Luke songeait à Ali Nassar et était contrarié par son immunité diplomatique. Il espérait que Nassar n'essayerait pas d'en faire tout un plat car Luke n'avait pas la patience de négocier.
Le téléphone de Luke sonna. Il y jeta un oeil et décrocha.
“Trudy,” dit-il. “Que puis-je faire pour toi?”
“Luke, on vient juste de recevoir l'info,” dit-elle. “Tu sais, le type que vous avez retrouvé mort à l'hôpital.”
“Oui, raconte.”
“Il s'agit d'Ibrahim Abdulraman, de 31 ans, Lybien, né à Tripoli dans une famille pauvre. Très peu éduqué, si pas du tout, il a rejoint l'armée à 18 ans.

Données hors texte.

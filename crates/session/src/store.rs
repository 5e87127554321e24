// SPDX-License-Identifier: BUSL-1.1
// Copyright (c) 2026 Alfred Jean LLC

//! Credential store: the one shared, mutable view of the session.
//!
//! All mutations are synchronous and persist before the lock is released, so
//! a reader never sees an in-memory state that disk does not also hold. The
//! lock is never held across an `.await`.

use std::sync::Arc;

use parking_lot::RwLock;
use serde::{Deserialize, Serialize};
use tokio::sync::{broadcast, watch};
use tracing::{debug, info, warn};

use crate::event::SessionEvent;
use crate::persist::{PersistedSession, SessionStorage, TokenJar};

/// Profile of the signed-in user, as returned by the backend.
#[derive(Debug, Clone, Default, PartialEq, Eq, Serialize, Deserialize)]
pub struct UserProfile {
    #[serde(default, skip_serializing_if = "Option::is_none")]
    pub id: Option<i64>,
    #[serde(default)]
    pub username: Option<String>,
    #[serde(default)]
    pub email: Option<String>,
    #[serde(default)]
    pub role: Option<String>,
    #[serde(default)]
    pub phone: Option<String>,
    #[serde(default)]
    pub location: Option<String>,
    #[serde(default)]
    pub gender: Option<String>,
    #[serde(default)]
    pub primary_email: Option<String>,
    #[serde(default)]
    pub verified: Option<bool>,
}

/// In-memory credential record.
#[derive(Debug, Clone, Default, PartialEq, Eq)]
pub struct CredentialRecord {
    pub access_token: Option<String>,
    pub refresh_token: Option<String>,
    pub user: Option<UserProfile>,
    pub otp_verified: bool,
    pub role: Option<String>,
    /// An auth action is in flight. Never persisted.
    pub loading: bool,
    /// Last auth action failure. Never persisted.
    pub error: Option<String>,
}

impl CredentialRecord {
    pub fn has_tokens(&self) -> bool {
        self.access_token.is_some() || self.refresh_token.is_some()
    }

    fn has_session(&self) -> bool {
        self.has_tokens() || self.user.is_some() || self.otp_verified || self.role.is_some()
    }
}

/// Partial update applied by [`CredentialStore::set`]. `None` leaves a field
/// untouched; fields are only ever nulled by [`CredentialStore::clear`].
#[derive(Debug, Clone, Default)]
pub struct CredentialUpdate {
    pub access_token: Option<String>,
    pub refresh_token: Option<String>,
    pub user: Option<UserProfile>,
    pub otp_verified: Option<bool>,
    pub role: Option<String>,
}

/// What [`CredentialStore::hydrate`] found on disk.
#[derive(Debug, Clone, Copy, PartialEq, Eq)]
pub enum Hydrated {
    /// The session blob was present and loaded.
    Restored,
    /// No session blob, but the token jar still held tokens.
    Reconciled,
    /// Nothing persisted.
    Empty,
}

pub struct CredentialStore {
    record: RwLock<CredentialRecord>,
    storage: Arc<dyn SessionStorage>,
    token_tx: watch::Sender<Option<String>>,
    event_tx: broadcast::Sender<SessionEvent>,
}

impl CredentialStore {
    pub fn new(storage: Arc<dyn SessionStorage>, event_tx: broadcast::Sender<SessionEvent>) -> Self {
        let (token_tx, _) = watch::channel(None);
        Self { record: RwLock::new(CredentialRecord::default()), storage, token_tx, event_tx }
    }

    pub fn get(&self) -> CredentialRecord {
        self.record.read().clone()
    }

    pub fn access_token(&self) -> Option<String> {
        self.record.read().access_token.clone()
    }

    pub fn refresh_token(&self) -> Option<String> {
        self.record.read().refresh_token.clone()
    }

    /// Apply a partial update and persist it.
    pub fn set(&self, update: CredentialUpdate) {
        let mut record = self.record.write();
        let token_changed = update.access_token.is_some();
        if let Some(token) = update.access_token {
            record.access_token = Some(token);
        }
        if let Some(token) = update.refresh_token {
            record.refresh_token = Some(token);
        }
        if let Some(user) = update.user {
            record.user = Some(user);
        }
        if let Some(verified) = update.otp_verified {
            record.otp_verified = verified;
        }
        if let Some(role) = update.role {
            record.role = Some(role);
        }
        self.persist(&record);
        if token_changed {
            self.token_tx.send_replace(record.access_token.clone());
        }
    }

    /// Replace only the access token (refresh path).
    pub fn set_access_token(&self, token: String) {
        self.set(CredentialUpdate { access_token: Some(token), ..Default::default() });
    }

    /// Install a renewed access token, but only if the session that owned
    /// `exchanged` is still the current one.
    ///
    /// Returns `false` when the store was cleared or signed into another
    /// session while the exchange was in flight.
    pub fn renew_access_token(&self, exchanged: &str, token: String) -> bool {
        let mut record = self.record.write();
        if record.refresh_token.as_deref() != Some(exchanged) {
            return false;
        }
        record.access_token = Some(token);
        self.persist(&record);
        self.token_tx.send_replace(record.access_token.clone());
        true
    }

    /// Replace the whole credential record with a freshly issued session.
    ///
    /// Verification state and tokens of any previous session are dropped.
    pub fn begin_session(
        &self,
        access_token: String,
        refresh_token: Option<String>,
        user: UserProfile,
    ) {
        let mut record = self.record.write();
        *record = CredentialRecord {
            access_token: Some(access_token),
            refresh_token,
            user: Some(user),
            loading: record.loading,
            error: record.error.take(),
            ..Default::default()
        };
        self.persist(&record);
        self.token_tx.send_replace(record.access_token.clone());
    }

    pub fn set_loading(&self, loading: bool) {
        self.record.write().loading = loading;
    }

    pub fn set_error(&self, error: Option<String>) {
        self.record.write().error = error;
    }

    /// Null every field and remove the durable copy before returning.
    ///
    /// Returns `true` if there was a session to clear.
    pub fn clear(&self) -> bool {
        let mut record = self.record.write();
        self.clear_locked(&mut record)
    }

    /// Terminal failure: clear everything and ask for a fresh login.
    ///
    /// Idempotent. `LoginRequired` is emitted only by the call that actually
    /// cleared a session.
    pub fn force_logout(&self, reason: &str) -> bool {
        let mut record = self.record.write();
        let cleared = self.clear_locked(&mut record);
        drop(record);
        self.announce_logout(cleared, reason);
        cleared
    }

    /// [`force_logout`](Self::force_logout) scoped to the session that owned
    /// `refresh_token`. A session signed in since then is left alone.
    pub fn force_logout_session(&self, refresh_token: Option<&str>, reason: &str) -> bool {
        let mut record = self.record.write();
        if record.refresh_token.as_deref() != refresh_token {
            debug!(reason, "session replaced since the failure, not logging out");
            return false;
        }
        let cleared = self.clear_locked(&mut record);
        drop(record);
        self.announce_logout(cleared, reason);
        cleared
    }

    fn clear_locked(&self, record: &mut CredentialRecord) -> bool {
        let had_session = record.has_session();
        *record = CredentialRecord::default();
        if let Err(e) = self.storage.clear() {
            warn!("failed to clear persisted session: {e:#}");
        }
        self.token_tx.send_replace(None);
        had_session
    }

    fn announce_logout(&self, cleared: bool, reason: &str) {
        if cleared {
            info!(reason, "session ended, login required");
            self.emit(SessionEvent::LoginRequired { reason: reason.to_owned() });
        } else {
            debug!(reason, "forced logout on an already empty session");
        }
    }

    /// Load whatever a previous process persisted.
    pub fn hydrate(&self) -> Hydrated {
        let session = match self.storage.load_session() {
            Ok(s) => s,
            Err(e) => {
                warn!("ignoring persisted session: {e:#}");
                None
            }
        };
        let jar = match self.storage.load_tokens() {
            Ok(j) => j,
            Err(e) => {
                warn!("ignoring persisted tokens: {e:#}");
                TokenJar::default()
            }
        };

        let mut record = self.record.write();
        let outcome = match session {
            Some(session) => {
                record.access_token = session.token.or(jar.access_token);
                record.refresh_token = jar.refresh_token;
                record.user = session.user;
                record.otp_verified = session.otp_verified;
                record.role = session.role;
                Hydrated::Restored
            }
            None if !jar.is_empty() => {
                record.access_token = jar.access_token;
                record.refresh_token = jar.refresh_token;
                Hydrated::Reconciled
            }
            None => Hydrated::Empty,
        };

        // Verification flags never outlive the tokens that earned them.
        if !record.has_tokens() {
            record.otp_verified = false;
            record.role = None;
        }
        if outcome == Hydrated::Reconciled {
            self.persist(&record);
        }
        self.token_tx.send_replace(record.access_token.clone());
        debug!(?outcome, authenticated = record.has_tokens(), "hydrated credential store");
        outcome
    }

    /// Watch the current access token. Fires on every change.
    pub fn subscribe_token(&self) -> watch::Receiver<Option<String>> {
        self.token_tx.subscribe()
    }

    pub fn subscribe(&self) -> broadcast::Receiver<SessionEvent> {
        self.event_tx.subscribe()
    }

    pub(crate) fn emit(&self, event: SessionEvent) {
        let _ = self.event_tx.send(event);
    }

    fn persist(&self, record: &CredentialRecord) {
        let session = PersistedSession {
            token: record.access_token.clone(),
            user: record.user.clone(),
            otp_verified: record.otp_verified,
            role: record.role.clone(),
            ..Default::default()
        };
        let jar = TokenJar {
            access_token: record.access_token.clone(),
            refresh_token: record.refresh_token.clone(),
        };
        if let Err(e) = self.storage.save_session(&session) {
            warn!("failed to persist session: {e:#}");
        }
        if let Err(e) = self.storage.save_tokens(&jar) {
            warn!("failed to persist tokens: {e:#}");
        }
    }
}

#[cfg(test)]
#[path = "store_tests.rs"]
mod tests;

Très vite, il fut transféré à la prison Abu Salim où il a travaillé plusieurs années. Il a été impliqué dans des cas de violations des droits de l'homme à la prison, y compris des cas de torture et d'assassinat d'opposants au régime. En mars 2011, avec le début de la chute du régime, il a fui le pays. Un an plus tard, on le retrouve à Londres, travaillant comme garde du corps pour un jeune prince saoudien.”
Les épaules de Luke s'affaisèrent. “Mouais, un tortionnaire lybien travaillant pour un prince saoudien? Qui termine son parcours lors du vol de substances radioactives à New York? C'était qui ce type, vraiment?”
“Il n'avait aucun lien connu avec des extrémistes et il ne semble pas qu'il ait eu des convictions politiques très affirmées. Il n'a jamais fait partie des soldats d'élite d'aucune armée et il ne semble pas qu'il ait reçu d'entraînement spécial. Je pense que c'était un opportuniste, un type engagé pour sa force. Il a disparu de Londres il y a dix mois.”
“OK, tu peux me redonner son nom?”
“Ibrahim Abdulraman. Et Luke, il faut que tu saches autre chose.”
“Quoi?”
“Ce n'est pas moi qui ai trouvé cette info. Elle est affichée sur le grand panneau dans la pièce principale du centre de commandement. Ce type des services de police de New York, Myerson, il ne m'a jamais communiqué les identifiants lorsqu'il les a eus en sa possession et ils ont effectué leurs propres recherches. Ils ont communiqué l'info à tout le monde sans même nous en parler. Ils sont occupés à nous éjecter.”
Luke regarda Ed et leva les yeux au ciel. La dernière chose dont il avait envie, c'était d'être impliqué dans une compétition entre agences. “OK, bon…”
“Écoute, Luke, je suis préoccupée pour toi. Tu commences à avoir de moins en moins d'alliés ici et je doute qu'un incident international aide la situation. Si on passait les infos sur les virements bancaires à la Défense Nationale pour qu'ils prennent leur propre décision? On peut toujours expliquer le piratage par un excès de zèle. Si tu vas rendre visite à ce diplomate, tu prends de sérieux risques.”
“Trudy, j'y suis déjà.”
“Luke…”
“Trudy, je vais raccrocher maintenant.”
“J'essaie de t'aider,” dit-elle.
Après avoir raccroché, il regarda Ed.
“Tu es prêt?”
Ed bougeait à peine. Il fit un geste vers l'édifice.
“Je suis né pour ça.”
*
“Je peux vous aider, messieurs?” demanda l'homme au moment où ils entrèrent.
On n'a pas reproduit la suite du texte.